The [reverse probability page](first_bayes) has a game, that we analyzed by simulation, and then by reflection.

The game is:

* I have two boxes; *box4* with 4 red balls and 1 green ball, and *box2* with
  two red balls and three green balls.
* I offer you one of these two boxes at random, without telling you which.
* You draw a ball at random from the box, and you get a red ball.
* What is the probability that I gave you box4?

We found by simulation, and later by reflection, that the probability is 0.67.

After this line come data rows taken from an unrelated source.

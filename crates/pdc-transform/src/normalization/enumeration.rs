//! Folding of free-text categorical values.

use pdc_model::{EnumFold, EnumRule};

/// Fold `raw` toward a canonical value of `rule`.
///
/// The result is not guaranteed to be allowed; callers check it with
/// [`EnumRule::allows`] and keep the value either way.
pub fn normalize_enum(raw: &str, rule: &EnumRule) -> String {
    let trimmed = raw.trim();
    match rule.fold {
        EnumFold::Exact => trimmed.to_string(),
        EnumFold::Title => title_case(trimmed),
        EnumFold::Prefix => fold_prefix(trimmed, rule),
    }
}

fn fold_prefix(value: &str, rule: &EnumRule) -> String {
    let lowered = value.to_lowercase();
    rule.values
        .iter()
        .find(|allowed| {
            allowed
                .chars()
                .next()
                .is_some_and(|first| lowered.starts_with(first.to_lowercase().collect::<String>().as_str()))
        })
        .cloned()
        .unwrap_or_else(|| value.to_string())
}

/// Upper-case the first letter of every word and lower-case the rest.
///
/// A word starts after any non-alphabetic character, so `o'brien` becomes
/// `O'Brien` and `chinese-malay` becomes `Chinese-Malay`.
pub fn title_case(value: &str) -> String {
    let mut out = String::with_capacity(value.len());
    let mut in_word = false;
    for ch in value.chars() {
        if ch.is_alphabetic() {
            if in_word {
                out.extend(ch.to_lowercase());
            } else {
                out.extend(ch.to_uppercase());
            }
            in_word = true;
        } else {
            out.push(ch);
            in_word = false;
        }
    }
    out
}
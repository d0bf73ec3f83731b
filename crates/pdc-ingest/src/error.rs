//! Error types for upload ingestion.
//!
//! Every variant means the upload could not be read as a table at all; the
//! pipeline never runs on such input.

use std::path::PathBuf;
use thiserror::Error;

/// Errors that can occur while reading an uploaded table.
#[derive(Debug, Error)]
pub enum IngestError {
    // === File System Errors ===
    /// Input file not found.
    #[error("input file not found: {path}")]
    FileNotFound { path: PathBuf },

    /// Failed to read file.
    #[error("failed to read file {path}: {source}")]
    FileRead {
        path: PathBuf,
        #[source]
        source: std::io::Error,
    },

    // === Format Errors ===
    /// The upload contains no bytes.
    #[error("upload is empty: {origin}")]
    EmptyInput { origin: String },

    /// File extension is not one of the supported table formats.
    #[error("unsupported file type '{extension}' for {origin} (expected csv, xls, xlsx, xlsm or ods)")]
    UnsupportedFormat { origin: String, extension: String },

    /// Byte-order mark of an encoding other than UTF-8.
    #[error("unsupported encoding {encoding} in {origin} (expected UTF-8)")]
    UnsupportedEncoding {
        origin: String,
        encoding: &'static str,
    },

    // === Parsing Errors ===
    /// Delimited text could not be parsed.
    #[error("failed to parse CSV {origin}: {message}")]
    CsvParse { origin: String, message: String },

    /// Spreadsheet could not be opened or read.
    #[error("failed to read spreadsheet {origin}: {message}")]
    Workbook { origin: String, message: String },

    /// Spreadsheet has no worksheet.
    #[error("no worksheet found in {origin}")]
    NoWorksheet { origin: String },

    /// First row has no column names.
    #[error("could not find a header row in {origin}")]
    NoHeaderDetected { origin: String },
}

/// Result type for ingestion operations.
pub type Result<T> = std::result::Result<T, IngestError>;

#[cfg(test)]
mod tests {
    use super::*;

    #[test]
    fn test_error_display() {
        let err = IngestError::FileNotFound {
            path: PathBuf::from("/path/to/patients.csv"),
        };
        assert_eq!(err.to_string(), "input file not found: /path/to/patients.csv");

        let err = IngestError::UnsupportedFormat {
            origin: "notes.txt".to_string(),
            extension: "txt".to_string(),
        };
        assert!(err.to_string().starts_with("unsupported file type 'txt'"));
    }
}
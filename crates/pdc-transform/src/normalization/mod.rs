//! Per-cell normalizers.
//!
//! - **datetime**: spreadsheet serials and free-text dates to UTC timestamps
//! - **phone**: digit extraction and dialing-code inference
//! - **enumeration**: folding categorical values to canonical spellings

pub mod datetime;
pub mod enumeration;
pub mod phone;

pub use datetime::{DateOutcome, normalize_date, parse_date, serial_to_date};
pub use enumeration::{normalize_enum, title_case};
pub use phone::{PhoneOutcome, normalize_phone};
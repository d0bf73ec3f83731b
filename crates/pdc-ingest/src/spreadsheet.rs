//! Spreadsheet (xls, xlsx, xlsm, ods) reading via calamine.
//!
//! Only the first worksheet is read. Every cell is rendered as text. Numeric
//! cells print without a trailing `.0`, so day serials typed as plain numbers
//! reach the date normalizer as e.g. `"44197"`. Cells carrying a date format
//! are resolved by calamine (including the 1904 date system) and rendered as
//! `YYYY-MM-DD HH:MM:SS`.

use std::io::Cursor;

use calamine::{Data, ExcelDateTime, Reader, open_workbook_auto_from_rs};
use tracing::debug;

use pdc_model::RawTable;

use crate::csv::{build_table, is_blank_row, normalize_cell};
use crate::error::{IngestError, Result};

/// Text form of date-formatted cells.
const CELL_DATETIME_FORMAT: &str = "%Y-%m-%d %H:%M:%S";

/// Reads the first worksheet of a workbook held in memory.
pub fn read_spreadsheet_bytes(bytes: Vec<u8>, origin: &str) -> Result<RawTable> {
    if bytes.is_empty() {
        return Err(IngestError::EmptyInput {
            origin: origin.to_string(),
        });
    }
    let mut workbook =
        open_workbook_auto_from_rs(Cursor::new(bytes)).map_err(|e| IngestError::Workbook {
            origin: origin.to_string(),
            message: e.to_string(),
        })?;

    let sheet_count = workbook.sheet_names().len();
    let range = workbook
        .worksheet_range_at(0)
        .ok_or_else(|| IngestError::NoWorksheet {
            origin: origin.to_string(),
        })?
        .map_err(|e| IngestError::Workbook {
            origin: origin.to_string(),
            message: e.to_string(),
        })?;
    debug!(origin, sheets = sheet_count, "reading first worksheet");

    let raw_rows: Vec<Vec<String>> = range
        .rows()
        .map(|row| row.iter().map(cell_text).collect::<Vec<_>>())
        .filter(|row| !is_blank_row(row))
        .collect();
    build_table(raw_rows, origin)
}

fn cell_text(cell: &Data) -> String {
    match cell {
        Data::Empty => String::new(),
        Data::String(value) | Data::DateTimeIso(value) => normalize_cell(value),
        Data::DateTime(value) => datetime_text(value),
        other => normalize_cell(&other.to_string()),
    }
}

/// Durations and out-of-range values keep the raw serial.
fn datetime_text(value: &ExcelDateTime) -> String {
    value
        .is_datetime()
        .then(|| value.as_datetime())
        .flatten()
        .map_or_else(
            || normalize_cell(&value.to_string()),
            |datetime| datetime.format(CELL_DATETIME_FORMAT).to_string(),
        )
}

#[cfg(test)]
mod tests {
    use super::*;
    use calamine::ExcelDateTimeType;

    fn date_cell(serial: f64, is_1904: bool) -> Data {
        Data::DateTime(ExcelDateTime::new(serial, ExcelDateTimeType::DateTime, is_1904))
    }

    #[test]
    fn numeric_cells_render_without_fraction() {
        assert_eq!(cell_text(&Data::Float(44197.0)), "44197");
        assert_eq!(cell_text(&Data::Float(91234567.0)), "91234567");
        assert_eq!(cell_text(&Data::Int(42)), "42");
        assert_eq!(cell_text(&Data::String("  Tan ".to_string())), "Tan");
        assert_eq!(cell_text(&Data::Empty), "");
    }

    #[test]
    fn date_cells_render_as_calendar_text() {
        assert_eq!(cell_text(&date_cell(44197.0, false)), "2021-01-01 00:00:00");
        assert_eq!(cell_text(&date_cell(44197.5, false)), "2021-01-01 12:00:00");
    }

    #[test]
    fn early_date_cells_keep_full_date() {
        // Serial 7380 has four digits and would read as free text.
        assert_eq!(cell_text(&date_cell(7380.0, false)), "1920-03-15 00:00:00");
    }

    #[test]
    fn date_cells_honour_1904_system() {
        assert_eq!(cell_text(&date_cell(42735.0, true)), "2021-01-01 00:00:00");
    }

    #[test]
    fn iso_and_duration_cells() {
        assert_eq!(
            cell_text(&Data::DateTimeIso("2021-01-01T08:30:00".to_string())),
            "2021-01-01T08:30:00"
        );
        let duration = Data::DateTime(ExcelDateTime::new(
            1.5,
            ExcelDateTimeType::TimeDelta,
            false,
        ));
        assert_eq!(cell_text(&duration), "1.5");
    }

    #[test]
    fn garbage_bytes_are_unreadable() {
        let result = read_spreadsheet_bytes(b"not a workbook".to_vec(), "junk.xlsx");
        assert!(matches!(result, Err(IngestError::Workbook { .. })));
    }
}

The logic we discovered was:

* We want the proportion of "red" trials that came from box4.
* Calculate the proportion of trials that are *both* box4 and red, and divide
  by the overall proportion of red trials.
* The proportion of red trials that are *both* box4 *and* red is the
  proportion of box4 trials multiplied by (the proportion of box4 trials that
  are red).

This is another way to express that logic, using the height of bars to express
the probabilities.

First we express the initial probabilities of getting box4 and box2:

In [None]:
import numpy as np
import matplotlib.pyplot as plt
%matplotlib inline

In [None]:
box_probabilities = np.array([0.5, 0.5])
x_locations = [0, 1]
box_labels = ['box4', 'box2']
plt.bar(x_locations, box_probabilities)
plt.xticks(x_locations, box_labels)
plt.ylabel("Probability of getting box")
plt.title('Initial probability of boxes');

Next we express the initial probabilities of getting a red ball from box4 and from box2:

In [None]:
red_probabilities = np.array([0.8, 0.4])
plt.bar(x_locations, red_probabilities)
plt.xticks(x_locations, box_labels)
plt.ylabel("Probability of getting red ball")
plt.title('Probability of getting red for each box');

Next we combine the two steps, of getting a box, and then drawing a ball.

There is a 0.5 probability of box4 and a 0.8 probability of a red ball, given we have box4, so the probability of box4 *and* a red ball is 0.5 (for box4) * 0.8 (for red given box4) = 0.4.

Similarly, the probability of box2 *and* a red ball is 0.5 (for box2) * 0.4 (for red given box2) = 0.2.

We can think of this as multiplying the values expressed by heights in the first bar graph (0.5, and 0.5 in this case), by the values expressed by heights in the second bar graph (0.8 and 0.4 in this case).

In [None]:
box_and_red_probs = box_probabilities * red_probabilities
plt.bar(x_locations, box_and_red_probs)
plt.xticks(x_locations, box_labels)
plt.ylabel("Probability of getting red ball and the given box")
plt.title('Probability of getting red and each box');

In this case where the initial probabilities of the boxes are 0.5, this last bar graph is just the second bar graph scaled down by 0.5.

Lastly, remember we are interested in the probability that we started with box4, given we have a red ball.

To get this probability, we first take the probability of getting a red ball *and* box4.  This is the first bar on the graph above - 0.5 * 0.8 = 0.4.

Next we divide by the overall probability of getting a red ball, which is the sum of the heights of the two bars above - 0.4 + 0.2 = 0.6.

We can do this calculation by dividing the heights of the bars above by the sum of the heights, so the heights of the bars now sum to 1:

In [None]:
box_given_red_probs = box_and_red_probs / np.sum(box_and_red_probs)
plt.bar(x_locations, box_given_red_probs)
plt.xticks(x_locations, box_labels)
plt.ylabel("Probability of box given a red ball")
plt.title('Probability of initial box given red ball drawn');

The left bar is our familiar (0.5 * 0.8) / 0.6 value, from the [reverse probability page](first_bayes).  It is probability that we were given box4, given that we have drawn a red ball.  The second bar is the probability that we were given box2, given we have drawn a red ball.  Note that the height of the bars sums to 1.